Suivirent quelques années sans véritable boussole, et une conscience politique qui peu à peu réalisait la complexité des sociétés, celle de l’ordre mondial et de fait, l’incomplétude des différentes obédiences politiques. Impossible pour lui de se reconnaître dans un parti ou chez un dirigeant, quels qu’ils soient.
Besoin de nuance, de cohérence, de liberté, aussi.
Et déjà, bien sur, de nombreuses ruptures, dont quelques unes affligeantes.
Avec des succès variables, la vie sociale qui suivit durant plus de trois décennies s’est résumée en une misérable entreprise de séduction de clients, de fournisseurs et de banquiers.
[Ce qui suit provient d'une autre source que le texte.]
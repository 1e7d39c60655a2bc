//! pcap replay into a `Monitor` and pcap output of processed frames.

use std::fs::File;
use std::io::{BufReader, BufWriter, Read, Write};
use std::path::Path;
use std::time::{Duration, SystemTime, UNIX_EPOCH};

use anyhow::{bail, Context};
use log::{debug, warn};
use pcap_file::pcap::{PcapHeader, PcapPacket, PcapReader, PcapWriter};
use pcap_file::DataLink;
use radiotap::Radiotap;

use crate::monitor::Monitor;

/// Receives every frame the monitor processes.
pub trait CaptureSink {
    /// `decrypted` is the plaintext form of `raw` when it could be
    /// decrypted.
    fn write_frame(&mut self, raw: &[u8], decrypted: Option<&[u8]>);
}

#[derive(Debug, Default, Clone, Copy, PartialEq, Eq)]
pub struct CaptureStats {
    pub packets: u64,
    pub decrypted: u64,
    pub errors: u64,
}

/// Writes raw 802.11 frames (link type 105) to a pcap stream.
pub struct PcapDumper<W: Write> {
    writer: PcapWriter<W>,
    written: u64,
}

impl PcapDumper<BufWriter<File>> {
    pub fn create(path: &Path) -> anyhow::Result<Self> {
        let file = File::create(path).with_context(|| format!("creating {}", path.display()))?;
        PcapDumper::new(BufWriter::new(file))
    }
}

impl<W: Write> PcapDumper<W> {
    pub fn new(writer: W) -> anyhow::Result<Self> {
        let header = PcapHeader {
            datalink: DataLink::IEEE802_11,
            ..Default::default()
        };
        let writer = PcapWriter::with_header(writer, header).context("writing pcap header")?;
        Ok(PcapDumper { writer, written: 0 })
    }

    pub fn written(&self) -> u64 {
        self.written
    }

    pub fn into_inner(self) -> W {
        self.writer.into_writer()
    }

    fn write(&mut self, ts: Duration, data: &[u8]) {
        let packet = PcapPacket::new(ts, data.len() as u32, data);
        match self.writer.write_packet(&packet) {
            Ok(_) => self.written += 1,
            Err(e) => warn!("pcap write failed: {}", e),
        }
    }
}

impl<W: Write> CaptureSink for PcapDumper<W> {
    fn write_frame(&mut self, raw: &[u8], decrypted: Option<&[u8]>) {
        let ts = SystemTime::now()
            .duration_since(UNIX_EPOCH)
            .unwrap_or_default();
        self.write(ts, raw);
        if let Some(plain) = decrypted {
            self.write(ts, plain);
        }
    }
}

fn open_reader(path: &Path) -> anyhow::Result<PcapReader<BufReader<File>>> {
    let file = File::open(path).with_context(|| format!("opening {}", path.display()))?;
    PcapReader::new(BufReader::new(file))
        .with_context(|| format!("reading pcap header of {}", path.display()))
}

/// Replays a capture of 802.11 frames, with or without radiotap headers.
pub fn read_cap_file(mon: &mut Monitor, path: &Path) -> anyhow::Result<CaptureStats> {
    let reader = open_reader(path)?;
    replay_wireless(mon, reader)
}

pub(crate) fn replay_wireless<R: Read>(
    mon: &mut Monitor,
    mut reader: PcapReader<R>,
) -> anyhow::Result<CaptureStats> {
    let datalink = reader.header().datalink;
    if !matches!(
        datalink,
        DataLink::IEEE802_11 | DataLink::IEEE802_11_RADIOTAP
    ) {
        bail!("unsupported link type {:?}", datalink);
    }

    let mut stats = CaptureStats::default();
    while let Some(packet) = reader.next_packet() {
        let packet = packet.context("reading packet")?;
        stats.packets += 1;
        let data: &[u8] = &packet.data;

        let decrypted = if datalink == DataLink::IEEE802_11_RADIOTAP {
            let radiotap = match Radiotap::from_bytes(data) {
                Ok(radiotap) => radiotap,
                Err(error) => {
                    stats.errors += 1;
                    debug!("Couldn't read packet data with Radiotap: {error:?}");
                    continue;
                }
            };
            let Some(payload) = data.get(radiotap.header.length..) else {
                stats.errors += 1;
                continue;
            };
            if radiotap.flags.map_or(false, |flags| flags.fcs) {
                mon.process_fcs(payload)
            } else {
                mon.process(payload)
            }
        } else {
            mon.process(data)
        };
        if decrypted.is_some() {
            stats.decrypted += 1;
        }
    }
    Ok(stats)
}

/// Replays an Ethernet capture taken on the wired side of the network.
pub fn read_wired_cap_file(mon: &mut Monitor, path: &Path) -> anyhow::Result<CaptureStats> {
    let mut reader = open_reader(path)?;
    let datalink = reader.header().datalink;
    if datalink != DataLink::ETHERNET {
        bail!("unsupported wired link type {:?}", datalink);
    }
    let mut stats = CaptureStats::default();
    while let Some(packet) = reader.next_packet() {
        let packet = packet.context("reading packet")?;
        stats.packets += 1;
        mon.process_wired(&packet.data);
    }
    Ok(stats)
}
A des années-lumière de la vie rêvée du post-ado du début des années 80. La nécessaire course à la réalisation d’objectifs économiques avait occupé l’essentiel de sa vie d’adulte et l’insatisfaction s’avérait totale.
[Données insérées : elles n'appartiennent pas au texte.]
//! CCMP (AES-CCM) frame protection, 128-bit and 256-bit variants.

use aes::{Aes128, Aes256};
use byteorder::{ByteOrder, LittleEndian};
use ccm::aead::generic_array::GenericArray;
use ccm::aead::{Aead, KeyInit, Payload};
use ccm::consts::{U13, U16, U8};
use ccm::Ccm;

use crate::error::CryptoError;
use crate::ieee80211::{Header, FC_MOREDATA, FC_ORDER, FC_PROTECTED, FC_PWRMGT, FC_RETRY};
use crate::replay::Pn;

pub const CCMP_HDR_LEN: usize = 8;
pub const CCMP_MIC_LEN: usize = 8;
pub const CCMP_256_MIC_LEN: usize = 16;
pub const CCMP_TK_LEN: usize = 16;
pub const CCMP_256_TK_LEN: usize = 32;

type Ccmp128 = Ccm<Aes128, U8, U13>;
type Ccmp256 = Ccm<Aes256, U16, U13>;

const NONCE_LEN: usize = 13;

fn mic_len(tk: &[u8]) -> Result<usize, CryptoError> {
    match tk.len() {
        CCMP_TK_LEN => Ok(CCMP_MIC_LEN),
        CCMP_256_TK_LEN => Ok(CCMP_256_MIC_LEN),
        n => Err(CryptoError::InvalidKeyLength(n)),
    }
}

/// Builds the CCM AAD and nonce for `hdr` and packet number `pn`.
fn aad_nonce(hdr: &Header<'_>, pn: Pn) -> (Vec<u8>, [u8; NONCE_LEN]) {
    let raw = hdr.bytes();
    let fc = hdr.fc();

    let mut masked = fc.0;
    if fc.is_data() {
        masked &= !0x0070;
    }
    masked &= !(FC_RETRY | FC_PWRMGT | FC_MOREDATA);
    masked |= FC_PROTECTED;
    let qos = hdr.qos_control();
    if qos.is_some() {
        masked &= !FC_ORDER;
    }

    let mut aad = Vec::with_capacity(30);
    aad.extend_from_slice(&masked.to_le_bytes());
    aad.extend_from_slice(&raw[4..22]);
    aad.extend_from_slice(&(hdr.seq_ctrl() & 0x000f).to_le_bytes());
    if let Some(a4) = hdr.addr4() {
        aad.extend_from_slice(a4.as_bytes());
    }
    if let Some(qc) = qos {
        aad.extend_from_slice(&[qc[0] & 0x0f, 0x00]);
    }

    let mut nonce = [0u8; NONCE_LEN];
    nonce[0] = hdr.tid().unwrap_or(0);
    if fc.is_mgmt() {
        nonce[0] |= 0x10;
    }
    nonce[1..7].copy_from_slice(hdr.addr2().as_bytes());
    nonce[7..].copy_from_slice(&pn.to_be_bytes());
    (aad, nonce)
}

/// Extracts the PN from a CCMP header without decrypting.
pub fn get_pn(data: &[u8]) -> Result<Pn, CryptoError> {
    if data.len() < CCMP_HDR_LEN {
        return Err(CryptoError::Truncated(data.len()));
    }
    if data[3] & 0x20 == 0 {
        return Err(CryptoError::MissingExtIv);
    }
    Ok(Pn::from_be_bytes([
        data[7], data[6], data[5], data[4], data[1], data[0],
    ]))
}

fn seal(tk: &[u8], nonce: &[u8], payload: Payload<'_, '_>) -> Result<Vec<u8>, CryptoError> {
    let nonce = GenericArray::from_slice(nonce);
    match tk.len() {
        CCMP_TK_LEN => Ccmp128::new_from_slice(tk)
            .map_err(|_| CryptoError::InvalidKeyLength(tk.len()))?
            .encrypt(nonce, payload)
            .map_err(|_| CryptoError::IntegrityFailure),
        _ => Ccmp256::new_from_slice(tk)
            .map_err(|_| CryptoError::InvalidKeyLength(tk.len()))?
            .encrypt(nonce, payload)
            .map_err(|_| CryptoError::IntegrityFailure),
    }
}

fn open(tk: &[u8], nonce: &[u8], payload: Payload<'_, '_>) -> Result<Vec<u8>, CryptoError> {
    let nonce = GenericArray::from_slice(nonce);
    match tk.len() {
        CCMP_TK_LEN => Ccmp128::new_from_slice(tk)
            .map_err(|_| CryptoError::InvalidKeyLength(tk.len()))?
            .decrypt(nonce, payload)
            .map_err(|_| CryptoError::IntegrityFailure),
        _ => Ccmp256::new_from_slice(tk)
            .map_err(|_| CryptoError::InvalidKeyLength(tk.len()))?
            .decrypt(nonce, payload)
            .map_err(|_| CryptoError::IntegrityFailure),
    }
}

/// Decrypts the protected body `data` (CCMP header onward). Plaintext is
/// returned only when the MIC verifies.
pub fn decrypt(tk: &[u8], hdr: &Header<'_>, data: &[u8]) -> Result<Vec<u8>, CryptoError> {
    let mic = mic_len(tk)?;
    if data.len() < CCMP_HDR_LEN + mic {
        return Err(CryptoError::Truncated(data.len()));
    }
    let pn = get_pn(data)?;
    let (aad, nonce) = aad_nonce(hdr, pn);
    open(
        tk,
        &nonce,
        Payload {
            msg: &data[CCMP_HDR_LEN..],
            aad: &aad,
        },
    )
}

/// Protects an unprotected frame with `pn` and `keyid`. Returns the header
/// with the Protected bit set, the CCMP header, ciphertext and MIC.
pub fn encrypt(tk: &[u8], frame: &[u8], pn: Pn, keyid: u8) -> Result<Vec<u8>, CryptoError> {
    mic_len(tk)?;
    let hdr = Header::parse(frame).map_err(|_| CryptoError::InvalidHeader)?;
    let hdrlen = hdr.len();
    let (aad, nonce) = aad_nonce(&hdr, pn);
    let sealed = seal(
        tk,
        &nonce,
        Payload {
            msg: &frame[hdrlen..],
            aad: &aad,
        },
    )?;

    let p = pn.to_be_bytes();
    let mut out = Vec::with_capacity(hdrlen + CCMP_HDR_LEN + sealed.len());
    out.extend_from_slice(&frame[..hdrlen]);
    let fc = LittleEndian::read_u16(&out[0..2]) | FC_PROTECTED;
    LittleEndian::write_u16(&mut out[0..2], fc);
    out.extend_from_slice(&[
        p[5],
        p[4],
        0x00,
        0x20 | ((keyid & 0x03) << 6),
        p[3],
        p[2],
        p[1],
        p[0],
    ]);
    out.extend_from_slice(&sealed);
    Ok(out)
}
Il aurait dû être pianiste de jazz, ou écrivain, ou même gardien de phare ! Il s’était contenté de batailler pour créer, développer, pérenniser et finalement liquider une boîte… 14 heures par jour, 6 jours par semaine, 50 semaines par an durant plus de 30 ans. Le vide, sidéral, déprimant.
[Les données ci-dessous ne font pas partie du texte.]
//! TKIP: per-packet key mixing, RC4 encapsulation, CRC32 ICV and Michael.

use byteorder::{ByteOrder, LittleEndian};

use crate::crypto::michael::{michael_mic, MICHAEL_MIC_LEN};
use crate::crypto::rc4::rc4_skip;
use crate::error::CryptoError;
use crate::ieee80211::{Header, FC_PROTECTED};
use crate::mac::MacAddress;
use crate::replay::Pn;

pub const TKIP_TK_LEN: usize = 32;
pub const TKIP_HDR_LEN: usize = 8;
pub const TKIP_ICV_LEN: usize = 4;

const PHASE1_LOOP_COUNT: u16 = 8;

const fn aes_sbox() -> [u8; 256] {
    let mut sbox = [0u8; 256];
    let mut p: u8 = 1;
    let mut q: u8 = 1;
    loop {
        p = p ^ (p << 1) ^ if p & 0x80 != 0 { 0x1b } else { 0 };
        q ^= q << 1;
        q ^= q << 2;
        q ^= q << 4;
        if q & 0x80 != 0 {
            q ^= 0x09;
        }
        let x = q ^ q.rotate_left(1) ^ q.rotate_left(2) ^ q.rotate_left(3) ^ q.rotate_left(4);
        sbox[p as usize] = x ^ 0x63;
        if p == 1 {
            break;
        }
    }
    sbox[0] = 0x63;
    sbox
}

const fn xtime(v: u8) -> u8 {
    (v << 1) ^ if v & 0x80 != 0 { 0x1b } else { 0 }
}

/// Key mixing S-box: each entry packs 2*S[i] and 3*S[i] from the AES S-box.
const fn mixing_sbox() -> [u16; 256] {
    let aes = aes_sbox();
    let mut out = [0u16; 256];
    let mut i = 0;
    while i < 256 {
        let s = aes[i];
        let s2 = xtime(s);
        out[i] = ((s2 as u16) << 8) | ((s2 ^ s) as u16);
        i += 1;
    }
    out
}

static SBOX: [u16; 256] = mixing_sbox();

fn s(v: u16) -> u16 {
    SBOX[(v & 0xff) as usize] ^ SBOX[(v >> 8) as usize].swap_bytes()
}

fn mk16(hi: u8, lo: u8) -> u16 {
    ((hi as u16) << 8) | lo as u16
}

fn phase1(tk: &[u8], ta: &MacAddress, iv32: u32) -> [u16; 5] {
    let ta = ta.as_bytes();
    let mut ttak = [
        (iv32 & 0xffff) as u16,
        (iv32 >> 16) as u16,
        mk16(ta[1], ta[0]),
        mk16(ta[3], ta[2]),
        mk16(ta[5], ta[4]),
    ];
    for i in 0..PHASE1_LOOP_COUNT {
        let j = 2 * (i as usize & 1);
        ttak[0] = ttak[0].wrapping_add(s(ttak[4] ^ mk16(tk[1 + j], tk[j])));
        ttak[1] = ttak[1].wrapping_add(s(ttak[0] ^ mk16(tk[5 + j], tk[4 + j])));
        ttak[2] = ttak[2].wrapping_add(s(ttak[1] ^ mk16(tk[9 + j], tk[8 + j])));
        ttak[3] = ttak[3].wrapping_add(s(ttak[2] ^ mk16(tk[13 + j], tk[12 + j])));
        ttak[4] = ttak[4]
            .wrapping_add(s(ttak[3] ^ mk16(tk[1 + j], tk[j])))
            .wrapping_add(i);
    }
    ttak
}

fn phase2(tk: &[u8], ttak: &[u16; 5], iv16: u16) -> [u8; 16] {
    let mut ppk = [0u16; 6];
    ppk[..5].copy_from_slice(ttak);
    ppk[5] = ttak[4].wrapping_add(iv16);

    ppk[0] = ppk[0].wrapping_add(s(ppk[5] ^ mk16(tk[1], tk[0])));
    ppk[1] = ppk[1].wrapping_add(s(ppk[0] ^ mk16(tk[3], tk[2])));
    ppk[2] = ppk[2].wrapping_add(s(ppk[1] ^ mk16(tk[5], tk[4])));
    ppk[3] = ppk[3].wrapping_add(s(ppk[2] ^ mk16(tk[7], tk[6])));
    ppk[4] = ppk[4].wrapping_add(s(ppk[3] ^ mk16(tk[9], tk[8])));
    ppk[5] = ppk[5].wrapping_add(s(ppk[4] ^ mk16(tk[11], tk[10])));

    ppk[0] = ppk[0].wrapping_add((ppk[5] ^ mk16(tk[13], tk[12])).rotate_right(1));
    ppk[1] = ppk[1].wrapping_add((ppk[0] ^ mk16(tk[15], tk[14])).rotate_right(1));
    ppk[2] = ppk[2].wrapping_add(ppk[1].rotate_right(1));
    ppk[3] = ppk[3].wrapping_add(ppk[2].rotate_right(1));
    ppk[4] = ppk[4].wrapping_add(ppk[3].rotate_right(1));
    ppk[5] = ppk[5].wrapping_add(ppk[4].rotate_right(1));

    let mut seed = [0u8; 16];
    let [hi, lo] = iv16.to_be_bytes();
    seed[0] = hi;
    seed[1] = (hi | 0x20) & 0x7f;
    seed[2] = lo;
    seed[3] = (((ppk[5] ^ mk16(tk[1], tk[0])) >> 1) & 0xff) as u8;
    for (i, v) in ppk.iter().enumerate() {
        LittleEndian::write_u16(&mut seed[4 + 2 * i..6 + 2 * i], *v);
    }
    seed
}

/// Per-packet RC4 key for transmitter `ta` and sequence counter `tsc`.
pub fn rc4_key(tk: &[u8], ta: &MacAddress, tsc: Pn) -> [u8; 16] {
    let v = tsc.as_u64();
    let iv32 = (v >> 16) as u32;
    let iv16 = (v & 0xffff) as u16;
    phase2(tk, &phase1(tk, ta, iv32), iv16)
}

/// Extracts the TSC from a TKIP header, most significant byte first.
pub fn get_pn(data: &[u8]) -> Result<Pn, CryptoError> {
    if data.len() < TKIP_HDR_LEN {
        return Err(CryptoError::Truncated(data.len()));
    }
    if data[3] & 0x20 == 0 {
        return Err(CryptoError::MissingExtIv);
    }
    Ok(Pn::from_be_bytes([
        data[7], data[6], data[5], data[4], data[0], data[2],
    ]))
}

fn mic_key(tk: &[u8], hdr: &Header<'_>) -> [u8; 8] {
    let off = if hdr.fc().from_ds() { 16 } else { 24 };
    let mut key = [0u8; 8];
    key.copy_from_slice(&tk[off..off + 8]);
    key
}

fn check_tk(tk: &[u8]) -> Result<(), CryptoError> {
    if tk.len() != TKIP_TK_LEN {
        return Err(CryptoError::InvalidKeyLength(tk.len()));
    }
    Ok(())
}

/// Decrypts the protected body `data` (TKIP header onward) of a frame with
/// header `hdr`. The ICV is checked before the Michael MIC, so the two
/// failures are reported separately.
pub fn decrypt(tk: &[u8], hdr: &Header<'_>, data: &[u8]) -> Result<Vec<u8>, CryptoError> {
    check_tk(tk)?;
    if data.len() < TKIP_HDR_LEN + TKIP_ICV_LEN {
        return Err(CryptoError::Truncated(data.len()));
    }
    let tsc = get_pn(data)?;
    let key = rc4_key(tk, &hdr.addr2(), tsc);

    let mut plain = data[TKIP_HDR_LEN..].to_vec();
    rc4_skip(&key, 0, &mut plain);

    let icv_at = plain.len() - TKIP_ICV_LEN;
    let rx_icv = LittleEndian::read_u32(&plain[icv_at..]);
    if crc32fast::hash(&plain[..icv_at]) != rx_icv {
        return Err(CryptoError::IcvMismatch);
    }
    plain.truncate(icv_at);

    if plain.len() < MICHAEL_MIC_LEN {
        return Err(CryptoError::Truncated(data.len()));
    }
    let mic_at = plain.len() - MICHAEL_MIC_LEN;
    let mic = michael_mic(
        &mic_key(tk, hdr),
        &hdr.da(),
        &hdr.sa(),
        hdr.tid().unwrap_or(0),
        &plain[..mic_at],
    );
    if mic[..] != plain[mic_at..] {
        return Err(CryptoError::MichaelMicFailure);
    }
    plain.truncate(mic_at);
    Ok(plain)
}

/// Encrypts an unprotected frame into a new buffer. The header is copied
/// with the Protected bit set; the TKIP header and ciphertext follow.
pub fn encrypt(tk: &[u8], frame: &[u8], tsc: Pn, keyid: u8) -> Result<Vec<u8>, CryptoError> {
    check_tk(tk)?;
    let hdr = Header::parse(frame).map_err(|_| CryptoError::InvalidHeader)?;
    let hdrlen = hdr.len();
    let payload = &frame[hdrlen..];

    let mic = michael_mic(
        &mic_key(tk, &hdr),
        &hdr.da(),
        &hdr.sa(),
        hdr.tid().unwrap_or(0),
        payload,
    );
    let mut body = Vec::with_capacity(payload.len() + MICHAEL_MIC_LEN + TKIP_ICV_LEN);
    body.extend_from_slice(payload);
    body.extend_from_slice(&mic);
    let icv = crc32fast::hash(&body);
    body.extend_from_slice(&icv.to_le_bytes());

    let key = rc4_key(tk, &hdr.addr2(), tsc);
    rc4_skip(&key, 0, &mut body);

    let pn = tsc.to_be_bytes();
    let mut out = Vec::with_capacity(hdrlen + TKIP_HDR_LEN + body.len());
    out.extend_from_slice(&frame[..hdrlen]);
    out[1] |= (FC_PROTECTED >> 8) as u8;
    out.extend_from_slice(&[
        pn[4],
        (pn[4] | 0x20) & 0x7f,
        pn[5],
        0x20 | ((keyid & 0x03) << 6),
        pn[3],
        pn[2],
        pn[1],
        pn[0],
    ]);
    out.extend_from_slice(&body);
    Ok(out)
}

#[cfg(test)]
mod tests {
    use super::*;
    use crate::ieee80211::tests::qos_data_header;
    use rand::{thread_rng, Rng};

    #[test]
    fn sbox_matches_reference_entries() {
        assert_eq!(SBOX[0], 0xc6a5);
        assert_eq!(SBOX[1], 0xf884);
        assert_eq!(SBOX[255], 0x2c3a);
    }

    #[test]
    fn per_packet_key_known_answer() {
        let tk = hex::decode("12345678901234567890123456789012").unwrap();
        let ta = MacAddress([0x10, 0x22, 0x33, 0x44, 0x55, 0x66]);
        assert_eq!(
            hex::encode(rc4_key(&tk, &ta, Pn::ZERO)),
            "002000c0de810afe1205d7b05f18927f"
        );
        assert_eq!(
            hex::encode(rc4_key(&tk, &ta, Pn::from_u64(1))),
            "002001f0e4abca34b7476aa25634f221"
        );
    }

    #[test]
    fn mpdu_known_answer() {
        let tk = hex::decode(
            "12345678901234567890123456789012a1a2a3a4a5a6a7a8b1b2b3b4b5b6b7b8",
        )
        .unwrap();
        let mut frame = hex::decode("080100000203040506071022334455660203040506081000").unwrap();
        let payload =
            hex::decode("aaaa030000000800450000140001000040060000c0a80001c0a80002").unwrap();
        frame.extend_from_slice(&payload);

        let enc = encrypt(&tk, &frame, Pn::from_u64(1), 0).unwrap();
        assert_eq!(
            hex::encode(&enc),
            "084100000203040506071022334455660203040506081000\
             0020012000000000\
             58b1dd7519ae6ff14baa8b91a3333f29100de6bd31d446f650bc9f07\
             d104fbd2ae50566a\
             8da9f785"
        );

        let hdr = Header::parse(&enc).unwrap();
        assert_eq!(decrypt(&tk, &hdr, &enc[hdr.len()..]).unwrap(), payload);
    }

    #[test]
    fn round_trip_and_pn() {
        let mut rng = thread_rng();
        let tk: [u8; 32] = rng.gen();
        let mut frame = qos_data_header();
        let payload: Vec<u8> = (0..77).map(|_| rng.gen()).collect();
        frame.extend_from_slice(&payload);

        let tsc = Pn::from_u64(0x0102_0304_0506);
        let enc = encrypt(&tk, &frame, tsc, 1).unwrap();
        let hdr = Header::parse(&enc).unwrap();
        assert!(hdr.fc().protected());
        let body = &enc[hdr.len()..];
        assert_eq!(get_pn(body).unwrap(), tsc);
        assert_eq!(body[3] >> 6, 1);
        assert_eq!(decrypt(&tk, &hdr, body).unwrap(), payload);
    }

    #[test]
    fn distinguishes_icv_from_michael_failure() {
        let tk = [0x11u8; 32];
        let mut frame = qos_data_header();
        frame.extend_from_slice(b"some payload bytes");
        let enc = encrypt(&tk, &frame, Pn::from_u64(1), 0).unwrap();
        let hdr = Header::parse(&enc).unwrap();

        let mut flipped = enc[hdr.len()..].to_vec();
        flipped[TKIP_HDR_LEN] ^= 0x01;
        assert_eq!(
            decrypt(&tk, &hdr, &flipped),
            Err(CryptoError::IcvMismatch)
        );

        // Same TK/TA/TSC but the receiving side uses the other Michael key.
        let mut wrong_mic_key = tk;
        wrong_mic_key[24] ^= 0xff;
        assert_eq!(
            decrypt(&wrong_mic_key, &hdr, &enc[hdr.len()..]),
            Err(CryptoError::MichaelMicFailure)
        );
    }

    #[test]
    fn rejects_short_and_non_extiv() {
        assert_eq!(get_pn(&[0u8; 4]), Err(CryptoError::Truncated(4)));
        assert_eq!(get_pn(&[0u8; 8]), Err(CryptoError::MissingExtIv));
    }
}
Le hasard des rencontres sur la fin de sa carrière professionnelle lui a permis de placer sa vie sous un soleil bien différent. Côtoyer enfin des hommes et des femmes sans contrainte ni but précis, par amitié ou pas, peu importe, et advienne que pourra…
De beaux et bons moments, des abus, des dérapages, la vie quoi, la vraie.
Il aimait Wolinski et se félicitait avec lui que la vie commence à 60 ans.
Il découvrait dans les restaurants ces gens qui s’embrassent plus ou moins faussement, se congratulent, se touchent, s’évaluent… Son intégration dans ces milieux fut rapide et même, à bien y réfléchir, vaguement étourdissante. Socialisation à grande vitesse, rattrapage (illusoire) du temps perdu.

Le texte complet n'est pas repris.